Directions for this task – From the entries below, give the number of lines where the word "only" occurs, and nothing else.

Saved data entries:
····················

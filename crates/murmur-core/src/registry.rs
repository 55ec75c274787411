//! Identity registry.
//!
//! Users are appended at registration and never removed. A user is online
//! exactly when it holds a connection handle.

use crate::binding::ConnectionId;
use crate::error::CoreError;
use murmur_protocol::{UserId, UserSummary};
use std::collections::{HashMap, HashSet};
use tracing::{debug, info};
use uuid::Uuid;

/// Minimum display name length, in characters.
pub const MIN_USERNAME_LENGTH: usize = 2;

/// Maximum display name length, in characters.
pub const MAX_USERNAME_LENGTH: usize = 20;

/// Validate a display name, returning its trimmed form.
///
/// # Errors
///
/// Returns [`CoreError::InvalidName`] if the trimmed name has fewer than
/// [`MIN_USERNAME_LENGTH`] or more than [`MAX_USERNAME_LENGTH`] characters.
pub fn validate_username(name: &str) -> Result<&str, CoreError> {
    let trimmed = name.trim();
    let length = trimmed.chars().count();
    if !(MIN_USERNAME_LENGTH..=MAX_USERNAME_LENGTH).contains(&length) {
        return Err(CoreError::InvalidName);
    }
    Ok(trimmed)
}

/// A registered user.
#[derive(Debug, Clone)]
pub struct User {
    id: UserId,
    username: String,
    connection: Option<ConnectionId>,
}

impl User {
    #[must_use]
    pub fn id(&self) -> &UserId {
        &self.id
    }

    #[must_use]
    pub fn username(&self) -> &str {
        &self.username
    }

    /// The connection this user is logged in on.
    #[must_use]
    pub fn connection(&self) -> Option<&ConnectionId> {
        self.connection.as_ref()
    }

    #[must_use]
    pub fn is_online(&self) -> bool {
        self.connection.is_some()
    }

    #[must_use]
    pub fn summary(&self) -> UserSummary {
        UserSummary::new(self.id.clone(), self.username.clone())
    }
}

/// Append-only store of registered users, kept in registration order.
#[derive(Debug, Default)]
pub struct Registry {
    users: Vec<User>,
    index: HashMap<UserId, usize>,
    /// Lowercased display names, for case-insensitive uniqueness.
    names: HashSet<String>,
}

impl Registry {
    #[must_use]
    pub fn new() -> Self {
        Self::default()
    }

    /// Register a new user and return its fresh identifier.
    ///
    /// # Errors
    ///
    /// Returns [`CoreError::InvalidName`] or [`CoreError::NameTaken`]. The
    /// registry is unchanged on error.
    pub fn register(&mut self, name: &str) -> Result<UserId, CoreError> {
        let username = validate_username(name)?;
        let folded = username.to_lowercase();
        if self.names.contains(&folded) {
            debug!(username = %username, "Registration rejected: name taken");
            return Err(CoreError::NameTaken);
        }

        let id = UserId::new(Uuid::new_v4().to_string());
        self.names.insert(folded);
        self.index.insert(id.clone(), self.users.len());
        self.users.push(User {
            id: id.clone(),
            username: username.to_string(),
            connection: None,
        });

        info!(user = %id, username = %username, "User registered");
        Ok(id)
    }

    #[must_use]
    pub fn exists(&self, user_id: &UserId) -> bool {
        self.index.contains_key(user_id)
    }

    #[must_use]
    pub fn get(&self, user_id: &UserId) -> Option<&User> {
        self.index.get(user_id).map(|&i| &self.users[i])
    }

    /// Mark a user online on the given connection.
    ///
    /// # Errors
    ///
    /// Returns [`CoreError::UserNotFound`] if the user is unknown.
    pub fn set_online(
        &mut self,
        user_id: &UserId,
        connection_id: ConnectionId,
    ) -> Result<(), CoreError> {
        let &i = self.index.get(user_id).ok_or(CoreError::UserNotFound)?;
        self.users[i].connection = Some(connection_id);
        Ok(())
    }

    /// Mark a user offline, returning the connection it held.
    ///
    /// No-op for unknown users.
    pub fn set_offline(&mut self, user_id: &UserId) -> Option<ConnectionId> {
        let &i = self.index.get(user_id)?;
        self.users[i].connection.take()
    }

    /// Snapshot of online users in registration order.
    #[must_use]
    pub fn list_online(&self, excluding: Option<&UserId>) -> Vec<UserSummary> {
        self.users
            .iter()
            .filter(|user| user.is_online() && Some(&user.id) != excluding)
            .map(User::summary)
            .collect()
    }

    /// Iterate over all users in registration order.
    pub fn iter(&self) -> impl Iterator<Item = &User> {
        self.users.iter()
    }

    #[must_use]
    pub fn online_count(&self) -> usize {
        self.users.iter().filter(|user| user.is_online()).count()
    }

    #[must_use]
    pub fn len(&self) -> usize {
        self.users.len()
    }

    #[must_use]
    pub fn is_empty(&self) -> bool {
        self.users.is_empty()
    }
}
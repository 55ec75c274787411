//! # murmur-server
//!
//! WebSocket front end for the murmur presence and messaging coordinator.
//!
//! - [`config`] - layered file/environment configuration
//! - [`dispatcher`] - the single task that owns all coordinator state
//! - [`handlers`] - axum routes and the per-socket loop
//! - [`metrics`] - Prometheus instrumentation

pub mod config;
pub mod dispatcher;
pub mod handlers;
pub mod metrics;

pub use crate::config::Config;
pub use crate::dispatcher::{DispatchError, Dispatcher, DispatcherHandle};
pub use crate::handlers::{build_router, run_server, serve, AppState};
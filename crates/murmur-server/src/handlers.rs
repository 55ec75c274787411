//! HTTP and WebSocket handlers for the murmur server.
//!
//! This module handles the connection lifecycle, frame decoding and the
//! registration and roster endpoints.

use crate::config::Config;
use crate::dispatcher::{DispatchError, Dispatcher, DispatcherHandle, Outboxes};
use crate::metrics::{self, ConnectionMetricsGuard};
use anyhow::Result;
use axum::{
    extract::{
        ws::{Message, WebSocket, WebSocketUpgrade},
        State,
    },
    http::StatusCode,
    response::{IntoResponse, Response},
    routing::{get, post},
    Json, Router,
};
use bytes::BytesMut;
use dashmap::DashMap;
use futures_util::{stream::SplitSink, SinkExt, StreamExt};
use murmur_core::{ConnectionId, Coordinator, CoreError};
use murmur_protocol::{codec, ClientEvent, ServerEvent};
use serde::Deserialize;
use std::sync::Arc;
use std::time::Duration;
use tokio::net::TcpListener;
use tokio::sync::mpsc;
use tokio::time::{interval_at, Instant, MissedTickBehavior};
use tracing::{debug, error, info, warn};

/// Shared server state.
pub struct AppState {
    /// Handle to the coordinator task.
    pub dispatcher: DispatcherHandle,
    /// Outbound queues of open sockets.
    pub outboxes: Outboxes,
    /// Server configuration.
    pub config: Config,
}

impl AppState {
    /// Create app state and spawn the dispatcher.
    ///
    /// Must be called from within a Tokio runtime.
    #[must_use]
    pub fn new(config: Config) -> Self {
        let outboxes: Outboxes = Arc::new(DashMap::new());
        let coordinator = Coordinator::with_config(config.coordinator());
        let (dispatcher, _task) = Dispatcher::spawn(coordinator, outboxes.clone());

        Self {
            dispatcher,
            outboxes,
            config,
        }
    }
}

/// Wire encoding used by a socket; follows the last frame it sent.
#[derive(Debug, Clone, Copy, PartialEq, Eq)]
enum Encoding {
    Json,
    MessagePack,
}

/// Build the HTTP router.
pub fn build_router(state: Arc<AppState>) -> Router {
    Router::new()
        .route(&state.config.transport.websocket_path, get(ws_handler))
        .route("/api/register", post(register_handler))
        .route("/api/users/online", get(online_users_handler))
        .route("/health", get(health_handler))
        .with_state(state)
}

/// Run the HTTP/WebSocket server.
///
/// # Errors
///
/// Returns an error if the server fails to start.
pub async fn run_server(config: Config) -> Result<()> {
    if config.metrics.enabled {
        if let Err(e) = metrics::start_metrics_server(config.metrics.port) {
            error!("Failed to start metrics server: {}", e);
        }
    }

    let addr = config.bind_addr()?;
    let listener = TcpListener::bind(addr).await?;

    info!("murmur listening on {}", addr);
    info!(
        "WebSocket endpoint: ws://{}{}",
        addr, config.transport.websocket_path
    );

    serve(listener, Arc::new(AppState::new(config))).await
}

/// Serve the app on an already bound listener.
///
/// # Errors
///
/// Returns an error if the server stops abnormally.
pub async fn serve(listener: TcpListener, state: Arc<AppState>) -> Result<()> {
    axum::serve(listener, build_router(state)).await?;
    Ok(())
}

/// Health check handler.
async fn health_handler(State(state): State<Arc<AppState>>) -> Response {
    match state.dispatcher.stats().await {
        Ok(stats) => Json(serde_json::json!({
            "status": "ok",
            "version": env!("CARGO_PKG_VERSION"),
            "users": stats.user_count,
            "online": stats.online_count,
            "connections": stats.connection_count,
            "conversations": stats.conversation_count,
        }))
        .into_response(),
        Err(e) => unavailable(&e),
    }
}

#[derive(Debug, Deserialize)]
struct RegisterRequest {
    username: String,
}

/// Registration handler.
async fn register_handler(
    State(state): State<Arc<AppState>>,
    Json(request): Json<RegisterRequest>,
) -> Response {
    match state.dispatcher.register(request.username).await {
        Ok(Ok(user)) => (StatusCode::CREATED, Json(user)).into_response(),
        Ok(Err(e)) => {
            let status = match e {
                CoreError::NameTaken => StatusCode::CONFLICT,
                _ => StatusCode::BAD_REQUEST,
            };
            (status, Json(serde_json::json!({ "error": e.to_string() }))).into_response()
        }
        Err(e) => unavailable(&e),
    }
}

/// Online roster handler.
async fn online_users_handler(State(state): State<Arc<AppState>>) -> Response {
    match state.dispatcher.online_users().await {
        Ok(users) => Json(users).into_response(),
        Err(e) => unavailable(&e),
    }
}

fn unavailable(error: &DispatchError) -> Response {
    error!(error = %error, "Request failed");
    (
        StatusCode::SERVICE_UNAVAILABLE,
        Json(serde_json::json!({ "error": error.to_string() })),
    )
        .into_response()
}

/// WebSocket upgrade handler.
async fn ws_handler(ws: WebSocketUpgrade, State(state): State<Arc<AppState>>) -> Response {
    if state.outboxes.len() >= state.config.limits.max_connections {
        warn!("Connection limit reached, refusing upgrade");
        metrics::record_error("connection_limit");
        return (StatusCode::SERVICE_UNAVAILABLE, "Too many connections").into_response();
    }

    ws.max_message_size(state.config.limits.max_frame_size)
        .on_upgrade(move |socket| handle_websocket(socket, state))
}

/// Handle a WebSocket connection.
async fn handle_websocket(socket: WebSocket, state: Arc<AppState>) {
    let _metrics_guard = ConnectionMetricsGuard::new();
    let connection_id = ConnectionId::generate();

    let (outbox, mut inbox) = mpsc::unbounded_channel::<ServerEvent>();
    state.outboxes.insert(connection_id.clone(), outbox);
    if let Err(e) = state.dispatcher.connect(connection_id.clone()) {
        error!(connection = %connection_id, error = %e, "Failed to attach connection");
        state.outboxes.remove(&connection_id);
        return;
    }

    debug!(connection = %connection_id, "WebSocket connected");

    let (mut sender, mut receiver) = socket.split();

    // Read buffer for partial binary frames
    let mut read_buffer = BytesMut::with_capacity(4096);
    let mut encoding = Encoding::Json;

    let period = Duration::from_millis(state.config.heartbeat.interval_ms.max(1));
    let timeout = Duration::from_millis(state.config.heartbeat.timeout_ms);
    let mut heartbeat = interval_at(Instant::now() + period, period);
    heartbeat.set_missed_tick_behavior(MissedTickBehavior::Delay);
    let mut last_seen = Instant::now();

    loop {
        tokio::select! {
            biased;

            // Events routed to this connection by the dispatcher
            Some(event) = inbox.recv() => {
                if send_event(&mut sender, &event, encoding).await.is_err() {
                    break;
                }
            }

            msg = receiver.next() => {
                match msg {
                    Some(Ok(Message::Text(text))) => {
                        last_seen = Instant::now();
                        encoding = Encoding::Json;
                        metrics::record_frame(text.len(), "inbound");

                        let decoded = codec::decode_json::<ClientEvent>(&text);
                        if dispatch(decoded, &connection_id, &state, &mut sender, encoding).await.is_err() {
                            break;
                        }
                    }
                    Some(Ok(Message::Binary(data))) => {
                        last_seen = Instant::now();
                        encoding = Encoding::MessagePack;
                        metrics::record_frame(data.len(), "inbound");
                        read_buffer.extend_from_slice(&data);

                        let mut failed = false;
                        loop {
                            let decoded = match codec::decode_binary_from::<ClientEvent>(&mut read_buffer) {
                                Ok(Some(event)) => Ok(event),
                                Ok(None) => break,
                                Err(e) => {
                                    read_buffer.clear();
                                    Err(e)
                                }
                            };
                            let stop = decoded.is_err();
                            if dispatch(decoded, &connection_id, &state, &mut sender, encoding).await.is_err() {
                                failed = true;
                                break;
                            }
                            if stop {
                                break;
                            }
                        }
                        if failed {
                            break;
                        }
                    }
                    Some(Ok(Message::Ping(data))) => {
                        last_seen = Instant::now();
                        if sender.send(Message::Pong(data)).await.is_err() {
                            break;
                        }
                    }
                    Some(Ok(Message::Pong(_))) => {
                        last_seen = Instant::now();
                    }
                    Some(Ok(Message::Close(_))) => {
                        debug!(connection = %connection_id, "Received close frame");
                        break;
                    }
                    Some(Err(e)) => {
                        warn!(connection = %connection_id, error = %e, "WebSocket error");
                        metrics::record_error("websocket");
                        break;
                    }
                    None => {
                        debug!(connection = %connection_id, "WebSocket stream ended");
                        break;
                    }
                }
            }

            _ = heartbeat.tick() => {
                if last_seen.elapsed() > timeout {
                    info!(connection = %connection_id, "Heartbeat timeout");
                    metrics::record_error("heartbeat_timeout");
                    break;
                }
                if sender.send(Message::Ping(Vec::new())).await.is_err() {
                    break;
                }
            }
        }
    }

    // A dropped transport is treated exactly like a logout.
    state.outboxes.remove(&connection_id);
    if let Err(e) = state.dispatcher.disconnect(connection_id.clone()) {
        error!(connection = %connection_id, error = %e, "Failed to detach connection");
    }

    debug!(connection = %connection_id, "WebSocket disconnected");
}

/// Forward a decoded event to the dispatcher, or report a decode error
/// to the client.
async fn dispatch(
    decoded: Result<ClientEvent, murmur_protocol::ProtocolError>,
    connection_id: &ConnectionId,
    state: &AppState,
    sender: &mut SplitSink<WebSocket, Message>,
    encoding: Encoding,
) -> Result<()> {
    match decoded {
        Ok(event) => {
            debug!(connection = %connection_id, event = event.name(), "Event received");
            state.dispatcher.event(connection_id.clone(), event)?;
        }
        Err(e) => {
            warn!(connection = %connection_id, error = %e, "Invalid event");
            metrics::record_error("protocol");
            let reply = ServerEvent::error(format!("Invalid event: {e}"));
            send_event(sender, &reply, encoding).await?;
        }
    }
    Ok(())
}

/// Send an event to the WebSocket.
async fn send_event(
    sender: &mut SplitSink<WebSocket, Message>,
    event: &ServerEvent,
    encoding: Encoding,
) -> Result<()> {
    let message = match encoding {
        Encoding::Json => Message::Text(codec::encode_json(event)?),
        Encoding::MessagePack => Message::Binary(codec::encode_binary(event)?.to_vec()),
    };
    let size = match &message {
        Message::Text(text) => text.len(),
        Message::Binary(data) => data.len(),
        _ => 0,
    };
    metrics::record_frame(size, "outbound");
    sender.send(message).await?;
    Ok(())
}
//! Error types for pendulum integration runs.

use thiserror::Error;

/// Errors that can end a simulation run.
///
/// Validation errors are raised before any integration work starts; the
/// numerical variants carry the time at which the run stopped. No variant is
/// accompanied by a partial trajectory.
#[derive(Debug, Clone, PartialEq, Error)]
pub enum SimulationError {
    /// A mass, length, gravity or tolerance is non-positive or non-finite.
    #[error("Invalid parameters: {0}")]
    InvalidParameters(String),

    /// The output grid is empty, unordered, or starts before the initial time.
    #[error("Invalid output grid: {0}")]
    InvalidGrid(String),

    /// A configuration document could not be parsed.
    #[error("Invalid configuration: {0}")]
    InvalidConfig(String),

    /// The controller had to shrink the step below the admissible minimum.
    #[error("Step size underflow at t = {t}: h = {h:e} fell below minimum {min_step:e}")]
    StepSizeUnderflow { t: f64, h: f64, min_step: f64 },

    /// The state became NaN or infinite; `t` is the time of the last valid state.
    #[error("Non-finite state after t = {t}")]
    NonFiniteState { t: f64 },

    /// The caller-supplied accepted-step budget ran out.
    #[error("Step budget of {max_steps} accepted steps exhausted at t = {t}")]
    StepBudgetExceeded { t: f64, max_steps: usize },

    /// A cancellation request was observed between substeps.
    #[error("Integration cancelled at t = {t}")]
    Cancelled { t: f64 },
}

impl SimulationError {
    /// True for failures raised by the integrator itself rather than by
    /// input validation or cancellation.
    pub fn is_numerical(&self) -> bool {
        matches!(
            self,
            SimulationError::StepSizeUnderflow { .. }
                | SimulationError::NonFiniteState { .. }
                | SimulationError::StepBudgetExceeded { .. }
        )
    }
}

/// Result type for simulation operations.
pub type SimulationResult<T> = std::result::Result<T, SimulationError>;

#[cfg(test)]
mod tests {
    use super::*;

    #[test]
    fn error_messages_include_context() {
        let err = SimulationError::InvalidParameters("m1 must be positive".to_string());
        assert_eq!(format!("{err}"), "Invalid parameters: m1 must be positive");

        let err = SimulationError::StepSizeUnderflow {
            t: 1.5,
            h: 1e-18,
            min_step: 1e-15,
        };
        let message = format!("{err}");
        assert!(message.contains("t = 1.5"));
        assert!(message.contains("1e-18"));
    }

    #[test]
    fn numerical_classification() {
        assert!(SimulationError::NonFiniteState { t: 0.0 }.is_numerical());
        assert!(SimulationError::StepBudgetExceeded { t: 0.0, max_steps: 1 }.is_numerical());
        assert!(!SimulationError::Cancelled { t: 0.0 }.is_numerical());
        assert!(!SimulationError::InvalidGrid("empty".to_string()).is_numerical());
    }
}
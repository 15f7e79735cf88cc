/// The `pendulum_core` crate simulates the planar double pendulum.
/// It pairs closed-form equations of motion with embedded Runge-Kutta
/// integrators under adaptive step-size control.
///
/// Key components:
/// - **Traits**: `Scalar` (numeric type abstraction), `DynamicalSystem` (vector fields).
/// - **Dynamics**: the pendulum vector field in Lagrangian, double-angle and Hamiltonian form.
/// - **Solvers**: Tsitouras and Dormand-Prince 5(4) pairs with FSAL stage reuse.
/// - **Controller / Integrator**: error-normed step acceptance and grid-aligned integration.
/// - **Kinematics**: Cartesian bob positions for plotting and animation.
/// - **Simulation**: serde-configurable end-to-end runs, optionally in parallel.
pub mod controller;
pub mod dynamics;
pub mod energy;
pub mod error;
pub mod grid;
pub mod integrator;
pub mod kinematics;
pub mod params;
pub mod simulation;
pub mod solvers;
pub mod state;
pub mod traits;

pub use error::{SimulationError, SimulationResult};
pub use simulation::{simulate, simulate_batch, Simulation, SimulationConfig};
//! Embedded explicit Runge-Kutta pairs.
//!
//! Both supplied pairs have seven stages, are first-same-as-last (the final
//! stage is evaluated at the propagated solution, so its weights equal the
//! last row of `a`) and propagate the fifth-order solution while using the
//! embedded fourth-order one only for the error estimate.

use crate::traits::DynamicalSystem;
use serde::{Deserialize, Serialize};

pub const STAGES: usize = 7;

/// Order of the propagated solution.
pub const ORDER: i32 = 5;

/// Order of the embedded solution used for error estimation.
pub const ERROR_ORDER: i32 = 4;

/// Butcher tableau of a seven-stage FSAL pair.
#[derive(Debug)]
pub struct Tableau {
    pub c: [f64; STAGES],
    /// Row `i` holds the `i` coefficients `a[i][0..i]`; row 6 doubles as the solution weights.
    pub a: [[f64; STAGES - 1]; STAGES],
    /// Difference between propagated and embedded weights.
    pub e: [f64; STAGES],
}

/// Tsitouras 5(4) coefficients.
pub static TSIT5: Tableau = Tableau {
    c: [0.0, 0.161, 0.327, 0.9, 0.9800255409045097, 1.0, 1.0],
    a: [
        [0.0, 0.0, 0.0, 0.0, 0.0, 0.0],
        [0.161, 0.0, 0.0, 0.0, 0.0, 0.0],
        [-0.008480655492356989, 0.335480655492357, 0.0, 0.0, 0.0, 0.0],
        [
            2.897153057105493,
            -6.359448489975075,
            4.3622954328695815,
            0.0,
            0.0,
            0.0,
        ],
        [
            5.325864828439257,
            -11.748883564062828,
            7.4955393428898365,
            -0.09249506636175525,
            0.0,
            0.0,
        ],
        [
            5.86145544294642,
            -12.92096931784711,
            8.159367898576159,
            -0.071584973281401,
            -0.028269050394068383,
            0.0,
        ],
        [
            0.09646076681806523,
            0.01,
            0.4798896504144996,
            1.379008574103742,
            -3.290069515436081,
            2.324710524099774,
        ],
    ],
    e: [
        -0.00178001105222577714,
        -0.0008164344596567469,
        0.007880878010261995,
        -0.1447110071732629,
        0.5823571654525552,
        -0.45808210592918697,
        0.015151515151515152,
    ],
};

/// Dormand-Prince 5(4) coefficients.
pub static DOPRI5: Tableau = Tableau {
    c: [0.0, 0.2, 0.3, 0.8, 8.0 / 9.0, 1.0, 1.0],
    a: [
        [0.0, 0.0, 0.0, 0.0, 0.0, 0.0],
        [0.2, 0.0, 0.0, 0.0, 0.0, 0.0],
        [3.0 / 40.0, 9.0 / 40.0, 0.0, 0.0, 0.0, 0.0],
        [44.0 / 45.0, -56.0 / 15.0, 32.0 / 9.0, 0.0, 0.0, 0.0],
        [
            19372.0 / 6561.0,
            -25360.0 / 2187.0,
            64448.0 / 6561.0,
            -212.0 / 729.0,
            0.0,
            0.0,
        ],
        [
            9017.0 / 3168.0,
            -355.0 / 33.0,
            46732.0 / 5247.0,
            49.0 / 176.0,
            -5103.0 / 18656.0,
            0.0,
        ],
        [
            35.0 / 384.0,
            0.0,
            500.0 / 1113.0,
            125.0 / 192.0,
            -2187.0 / 6784.0,
            11.0 / 84.0,
        ],
    ],
    e: [
        71.0 / 57600.0,
        0.0,
        -71.0 / 16695.0,
        71.0 / 1920.0,
        -17253.0 / 339200.0,
        22.0 / 525.0,
        -1.0 / 40.0,
    ],
};

#[derive(Debug, Clone, Copy, PartialEq, Eq, Default, Serialize, Deserialize)]
#[serde(rename_all = "snake_case")]
pub enum Method {
    #[default]
    Tsit5,
    DormandPrince,
}

impl Method {
    pub fn tableau(self) -> &'static Tableau {
        match self {
            Method::Tsit5 => &TSIT5,
            Method::DormandPrince => &DOPRI5,
        }
    }
}

/// Stage storage and FSAL bookkeeping for one embedded pair.
///
/// `k[0]` always holds the derivative at the current accepted state once
/// [`EmbeddedRk::prime`] has run; a rejected attempt leaves it untouched so
/// retries from the same point cost six evaluations.
pub struct EmbeddedRk {
    tableau: &'static Tableau,
    k: Vec<Vec<f64>>,
    tmp: Vec<f64>,
    err: Vec<f64>,
    evaluations: u64,
}

impl EmbeddedRk {
    pub fn new(method: Method, dim: usize) -> Self {
        Self {
            tableau: method.tableau(),
            k: vec![vec![0.0; dim]; STAGES],
            tmp: vec![0.0; dim],
            err: vec![0.0; dim],
            evaluations: 0,
        }
    }

    /// Evaluates the first stage at `(t, y)`.
    pub fn prime(&mut self, system: &impl DynamicalSystem<f64>, t: f64, y: &[f64]) {
        system.apply(t, y, &mut self.k[0]);
        self.evaluations += 1;
    }

    /// Derivative at the current accepted state.
    pub fn derivative(&self) -> &[f64] {
        &self.k[0]
    }

    /// Unscaled local error vector of the most recent attempt.
    pub fn local_error(&self) -> &[f64] {
        &self.err
    }

    pub fn evaluations(&self) -> u64 {
        self.evaluations
    }

    /// Computes the stages of a trial step of size `h` from `(t, y)`, writing
    /// the fifth-order solution into `y_new` and the error estimate into the
    /// internal buffer read by [`EmbeddedRk::local_error`].
    pub fn attempt(
        &mut self,
        system: &impl DynamicalSystem<f64>,
        t: f64,
        y: &[f64],
        h: f64,
        y_new: &mut [f64],
    ) {
        let tab = self.tableau;
        let dim = y.len();

        for i in 1..STAGES {
            for n in 0..dim {
                let mut sum = 0.0;
                for j in 0..i {
                    sum += tab.a[i][j] * self.k[j][n];
                }
                self.tmp[n] = y[n] + h * sum;
            }
            system.apply(t + tab.c[i] * h, &self.tmp, &mut self.k[i]);
        }
        self.evaluations += (STAGES - 1) as u64;

        // The last stage was evaluated at the propagated solution.
        y_new.copy_from_slice(&self.tmp);

        for n in 0..dim {
            let mut sum = 0.0;
            for i in 0..STAGES {
                sum += tab.e[i] * self.k[i][n];
            }
            self.err[n] = h * sum;
        }
    }

    /// Promotes the last stage of an accepted attempt to the first stage of the next.
    pub fn accept(&mut self) {
        self.k.swap(0, STAGES - 1);
    }
}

····················

Response to this task – 2